- **Task description**
Go through the records line by line from the top and repeat each one exactly, ending with the line that contains "pub struct App".

[Stored data entries]
# # # # #

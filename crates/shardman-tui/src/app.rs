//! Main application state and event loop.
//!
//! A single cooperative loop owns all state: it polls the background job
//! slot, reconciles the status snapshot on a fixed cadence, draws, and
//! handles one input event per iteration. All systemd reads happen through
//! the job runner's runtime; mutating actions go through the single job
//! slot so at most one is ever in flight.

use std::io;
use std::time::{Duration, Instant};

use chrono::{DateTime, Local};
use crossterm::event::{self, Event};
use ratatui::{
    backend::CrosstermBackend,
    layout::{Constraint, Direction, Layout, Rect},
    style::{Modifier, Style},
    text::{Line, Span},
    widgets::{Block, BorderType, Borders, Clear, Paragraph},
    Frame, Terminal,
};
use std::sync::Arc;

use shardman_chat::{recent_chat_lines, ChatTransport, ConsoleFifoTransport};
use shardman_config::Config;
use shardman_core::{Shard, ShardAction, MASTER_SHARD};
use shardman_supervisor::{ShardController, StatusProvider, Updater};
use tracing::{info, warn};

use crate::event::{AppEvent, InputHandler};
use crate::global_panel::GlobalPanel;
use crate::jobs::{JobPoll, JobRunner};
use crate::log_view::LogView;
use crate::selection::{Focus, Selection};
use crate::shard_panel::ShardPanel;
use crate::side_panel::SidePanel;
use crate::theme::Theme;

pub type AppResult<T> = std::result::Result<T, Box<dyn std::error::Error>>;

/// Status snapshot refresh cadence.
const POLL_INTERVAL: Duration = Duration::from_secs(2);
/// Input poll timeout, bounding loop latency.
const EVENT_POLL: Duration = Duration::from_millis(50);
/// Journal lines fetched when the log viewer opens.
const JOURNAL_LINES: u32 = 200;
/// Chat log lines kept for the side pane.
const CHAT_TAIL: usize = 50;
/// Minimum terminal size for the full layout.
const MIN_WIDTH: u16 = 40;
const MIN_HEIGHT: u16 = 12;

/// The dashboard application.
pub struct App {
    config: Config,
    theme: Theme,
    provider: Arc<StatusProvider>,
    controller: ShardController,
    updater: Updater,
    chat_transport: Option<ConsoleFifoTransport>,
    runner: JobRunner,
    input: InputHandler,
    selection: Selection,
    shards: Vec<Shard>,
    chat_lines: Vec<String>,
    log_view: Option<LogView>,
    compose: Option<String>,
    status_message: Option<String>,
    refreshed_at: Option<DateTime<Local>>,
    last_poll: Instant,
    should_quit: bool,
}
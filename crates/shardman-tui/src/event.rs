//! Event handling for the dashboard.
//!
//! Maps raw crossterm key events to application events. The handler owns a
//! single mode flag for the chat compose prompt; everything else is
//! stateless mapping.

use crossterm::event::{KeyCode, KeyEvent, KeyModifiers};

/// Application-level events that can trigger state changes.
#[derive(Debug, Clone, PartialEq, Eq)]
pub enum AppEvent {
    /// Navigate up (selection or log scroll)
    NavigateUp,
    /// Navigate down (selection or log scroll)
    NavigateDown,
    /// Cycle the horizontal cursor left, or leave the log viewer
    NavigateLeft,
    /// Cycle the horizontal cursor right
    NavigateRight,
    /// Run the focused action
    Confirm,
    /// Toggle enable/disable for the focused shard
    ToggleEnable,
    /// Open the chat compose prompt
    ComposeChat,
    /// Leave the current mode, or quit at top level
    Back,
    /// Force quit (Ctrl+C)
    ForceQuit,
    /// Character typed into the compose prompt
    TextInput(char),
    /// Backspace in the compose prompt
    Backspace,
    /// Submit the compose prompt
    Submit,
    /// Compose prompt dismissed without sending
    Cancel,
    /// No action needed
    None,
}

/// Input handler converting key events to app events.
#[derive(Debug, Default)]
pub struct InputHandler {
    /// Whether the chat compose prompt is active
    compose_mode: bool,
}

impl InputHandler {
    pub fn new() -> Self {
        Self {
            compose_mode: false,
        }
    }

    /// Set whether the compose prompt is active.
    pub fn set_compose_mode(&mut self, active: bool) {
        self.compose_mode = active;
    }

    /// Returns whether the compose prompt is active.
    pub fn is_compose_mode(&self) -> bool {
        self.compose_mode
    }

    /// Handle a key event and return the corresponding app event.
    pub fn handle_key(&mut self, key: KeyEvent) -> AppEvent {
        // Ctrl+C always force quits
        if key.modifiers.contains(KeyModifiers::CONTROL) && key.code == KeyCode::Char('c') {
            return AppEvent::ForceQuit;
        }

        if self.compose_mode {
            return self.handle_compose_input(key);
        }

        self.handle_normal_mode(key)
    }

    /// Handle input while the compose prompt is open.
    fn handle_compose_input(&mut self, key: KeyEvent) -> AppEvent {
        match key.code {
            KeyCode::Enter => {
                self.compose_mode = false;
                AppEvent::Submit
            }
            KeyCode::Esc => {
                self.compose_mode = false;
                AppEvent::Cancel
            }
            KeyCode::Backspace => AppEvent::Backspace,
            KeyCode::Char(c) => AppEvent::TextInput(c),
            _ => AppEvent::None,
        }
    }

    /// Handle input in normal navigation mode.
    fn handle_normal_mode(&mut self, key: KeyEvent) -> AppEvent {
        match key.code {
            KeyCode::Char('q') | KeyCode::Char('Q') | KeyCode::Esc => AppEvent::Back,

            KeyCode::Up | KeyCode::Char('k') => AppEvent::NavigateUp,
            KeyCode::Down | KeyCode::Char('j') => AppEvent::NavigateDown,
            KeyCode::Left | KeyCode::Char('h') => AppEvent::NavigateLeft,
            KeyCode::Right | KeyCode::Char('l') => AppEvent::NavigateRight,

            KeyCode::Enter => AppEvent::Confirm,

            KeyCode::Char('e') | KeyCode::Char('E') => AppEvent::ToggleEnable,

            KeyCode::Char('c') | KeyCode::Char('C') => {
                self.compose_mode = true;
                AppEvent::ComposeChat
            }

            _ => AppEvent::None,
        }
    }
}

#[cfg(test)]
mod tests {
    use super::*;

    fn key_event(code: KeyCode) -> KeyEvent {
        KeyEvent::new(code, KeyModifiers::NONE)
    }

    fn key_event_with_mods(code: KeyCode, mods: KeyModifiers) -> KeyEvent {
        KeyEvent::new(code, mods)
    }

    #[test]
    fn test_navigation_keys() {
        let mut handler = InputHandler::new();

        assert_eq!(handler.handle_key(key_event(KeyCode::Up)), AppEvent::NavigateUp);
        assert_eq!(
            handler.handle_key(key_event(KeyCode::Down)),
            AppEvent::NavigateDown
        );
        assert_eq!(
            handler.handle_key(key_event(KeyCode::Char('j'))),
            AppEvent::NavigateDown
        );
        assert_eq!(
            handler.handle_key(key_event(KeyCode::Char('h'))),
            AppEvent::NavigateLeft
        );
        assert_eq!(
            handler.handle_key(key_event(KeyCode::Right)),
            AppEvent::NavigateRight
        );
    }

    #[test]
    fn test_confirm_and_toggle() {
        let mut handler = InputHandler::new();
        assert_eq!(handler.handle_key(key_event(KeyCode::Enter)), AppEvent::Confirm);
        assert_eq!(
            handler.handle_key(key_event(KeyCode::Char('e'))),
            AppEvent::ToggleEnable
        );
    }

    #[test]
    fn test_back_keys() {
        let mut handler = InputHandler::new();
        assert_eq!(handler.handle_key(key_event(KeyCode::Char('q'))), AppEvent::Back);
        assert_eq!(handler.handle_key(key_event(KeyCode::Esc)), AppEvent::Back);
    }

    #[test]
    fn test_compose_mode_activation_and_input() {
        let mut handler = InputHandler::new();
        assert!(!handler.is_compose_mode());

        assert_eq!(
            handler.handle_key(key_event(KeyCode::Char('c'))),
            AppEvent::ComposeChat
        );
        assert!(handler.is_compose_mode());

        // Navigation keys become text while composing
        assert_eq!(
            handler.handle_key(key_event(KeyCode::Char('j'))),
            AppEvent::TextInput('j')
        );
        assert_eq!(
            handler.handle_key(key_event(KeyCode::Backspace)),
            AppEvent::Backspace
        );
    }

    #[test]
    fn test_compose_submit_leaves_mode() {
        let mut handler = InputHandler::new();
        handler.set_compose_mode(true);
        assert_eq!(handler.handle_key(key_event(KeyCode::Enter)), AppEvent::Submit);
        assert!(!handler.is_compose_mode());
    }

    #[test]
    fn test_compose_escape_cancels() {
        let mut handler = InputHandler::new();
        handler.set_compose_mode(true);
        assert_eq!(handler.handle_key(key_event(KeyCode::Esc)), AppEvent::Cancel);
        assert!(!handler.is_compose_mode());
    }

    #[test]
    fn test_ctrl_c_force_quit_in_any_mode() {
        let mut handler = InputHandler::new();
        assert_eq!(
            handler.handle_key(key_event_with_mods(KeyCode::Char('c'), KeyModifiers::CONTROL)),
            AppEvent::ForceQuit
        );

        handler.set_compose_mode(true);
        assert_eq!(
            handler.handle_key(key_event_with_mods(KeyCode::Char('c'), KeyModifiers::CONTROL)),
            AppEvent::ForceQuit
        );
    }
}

# # # # #

- **Task result**
filename crates/shardman-tui/src/app.rs
//! Main application state and event loop.
//!
//! A single cooperative loop owns all state: it polls the background job
//! slot, reconciles the status snapshot on a fixed cadence, draws, and
//! handles one input event per iteration. All systemd reads happen through
//! the job runner's runtime; mutating actions go through the single job
//! slot so at most one is ever in flight.

use std::io;
use std::time::{Duration, Instant};

use chrono::{DateTime, Local};
use crossterm::event::{self, Event};
use ratatui::{
    backend::CrosstermBackend,
    layout::{Constraint, Direction, Layout, Rect},
    style::{Modifier, Style},
    text::{Line, Span},
    widgets::{Block, BorderType, Borders, Clear, Paragraph},
    Frame, Terminal,
};
use std::sync::Arc;

use shardman_chat::{recent_chat_lines, ChatTransport, ConsoleFifoTransport};
use shardman_config::Config;
use shardman_core::{Shard, ShardAction, MASTER_SHARD};
use shardman_supervisor::{ShardController, StatusProvider, Updater};
use tracing::{info, warn};

use crate::event::{AppEvent, InputHandler};
use crate::global_panel::GlobalPanel;
use crate::jobs::{JobPoll, JobRunner};
use crate::log_view::LogView;
use crate::selection::{Focus, Selection};
use crate::shard_panel::ShardPanel;
use crate::side_panel::SidePanel;
use crate::theme::Theme;

pub type AppResult<T> = std::result::Result<T, Box<dyn std::error::Error>>;

/// Status snapshot refresh cadence.
const POLL_INTERVAL: Duration = Duration::from_secs(2);
/// Input poll timeout, bounding loop latency.
const EVENT_POLL: Duration = Duration::from_millis(50);
/// Journal lines fetched when the log viewer opens.
const JOURNAL_LINES: u32 = 200;
/// Chat log lines kept for the side pane.
const CHAT_TAIL: usize = 50;
/// Minimum terminal size for the full layout.
const MIN_WIDTH: u16 = 40;
const MIN_HEIGHT: u16 = 12;

/// The dashboard application.
pub struct App {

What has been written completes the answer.